*Work task*. Wherever the word "sorted" occurs in the lines below, copy the whole line.

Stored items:
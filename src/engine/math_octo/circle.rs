use glam::Vec2;
use crate::{Intersection, Intersects, Rect};

#[derive(Default, Debug, Clone, Copy, PartialEq)]
pub struct Circle
{
    pub center: Vec2,
    pub radius: f32,
}
impl Circle
{
    #[inline] #[must_use] pub const fn new(center: Vec2, radius: f32) -> Self { Self { center, radius } }

    #[inline] #[must_use] pub fn radius_squared(self) -> f32 { self.radius * self.radius }
}
impl Intersects<Rect> for Circle
{
    fn get_intersection(&self, other: Rect) -> Intersection
    {
        let r2 = self.radius_squared();
        if other.closest_point(self.center).distance_squared(self.center) > r2
        {
            return Intersection::None;
        }
        match other.farthest_point(self.center).distance_squared(self.center) <= r2
        {
            true => Intersection::FullyContained,
            false => Intersection::Overlapping,
        }
    }
}
#![cfg(test)]

use glam::{Vec2, Vec3};
use rand::Rng;
use octo::math::{Rect, AABB};
use octo::ElementId;

pub fn random_point(rng: &mut impl Rng, within: AABB) -> Vec3
{
    Vec3::new(
        rng.random_range(within.min.x..within.max.x),
        rng.random_range(within.min.y..within.max.y),
        rng.random_range(within.min.z..within.max.z))
}

pub fn random_aabb(rng: &mut impl Rng, within: AABB, max_half: f32) -> AABB
{
    let center = random_point(rng, within);
    let half = Vec3::new(
        rng.random_range(0.0..max_half),
        rng.random_range(0.0..max_half),
        rng.random_range(0.0..max_half));
    AABB::from_center_half(center, half)
}

pub fn random_rect(rng: &mut impl Rng, within: Rect, max_half: f32) -> Rect
{
    let center = Vec2::new(
        rng.random_range(within.min.x..within.max.x),
        rng.random_range(within.min.y..within.max.y));
    let half = Vec2::new(rng.random_range(0.0..max_half), rng.random_range(0.0..max_half));
    Rect::from_center_half(center, half)
}

// a multiple of step from min, no further than max
pub fn snap(rng: &mut impl Rng, min: f32, max: f32, step: f32) -> f32
{
    let cells = ((max - min) / step) as i32;
    min + step * rng.random_range(0..=cells) as f32
}

pub fn snapped_point(rng: &mut impl Rng, within: AABB, step: f32) -> Vec3
{
    Vec3::new(
        snap(rng, within.min.x, within.max.x, step),
        snap(rng, within.min.y, within.max.y, step),
        snap(rng, within.min.z, within.max.z, step))
}

// corners on the step grid, possibly flat along some axes
pub fn snapped_aabb(rng: &mut impl Rng, within: AABB, step: f32, max_cells: i32) -> AABB
{
    let min = snapped_point(rng, within, step);
    let size = Vec3::new(
        step * rng.random_range(0..=max_cells) as f32,
        step * rng.random_range(0..=max_cells) as f32,
        step * rng.random_range(0..=max_cells) as f32);
    AABB::new(min, (min + size).min(within.max))
}

pub fn snapped_rect(rng: &mut impl Rng, within: Rect, step: f32, max_cells: i32) -> Rect
{
    let min = Vec2::new(
        snap(rng, within.min.x, within.max.x, step),
        snap(rng, within.min.y, within.max.y, step));
    let size = Vec2::new(
        step * rng.random_range(0..=max_cells) as f32,
        step * rng.random_range(0..=max_cells) as f32);
    Rect::new(min, (min + size).min(within.max))
}

pub fn sorted(mut ids: Vec<ElementId>) -> Vec<ElementId>
{
    ids.sort();
    ids
}

// panics if any id is reported more than once
pub fn assert_unique(ids: &[ElementId])
{
    let deduped = sorted(ids.to_vec());
    assert!(deduped.windows(2).all(|w| w[0] != w[1]), "Duplicate ids in {ids:?}");
}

*The answer*.
pub fn sorted(mut ids: Vec<ElementId>) -> Vec<ElementId>
    let deduped = sorted(ids.to_vec());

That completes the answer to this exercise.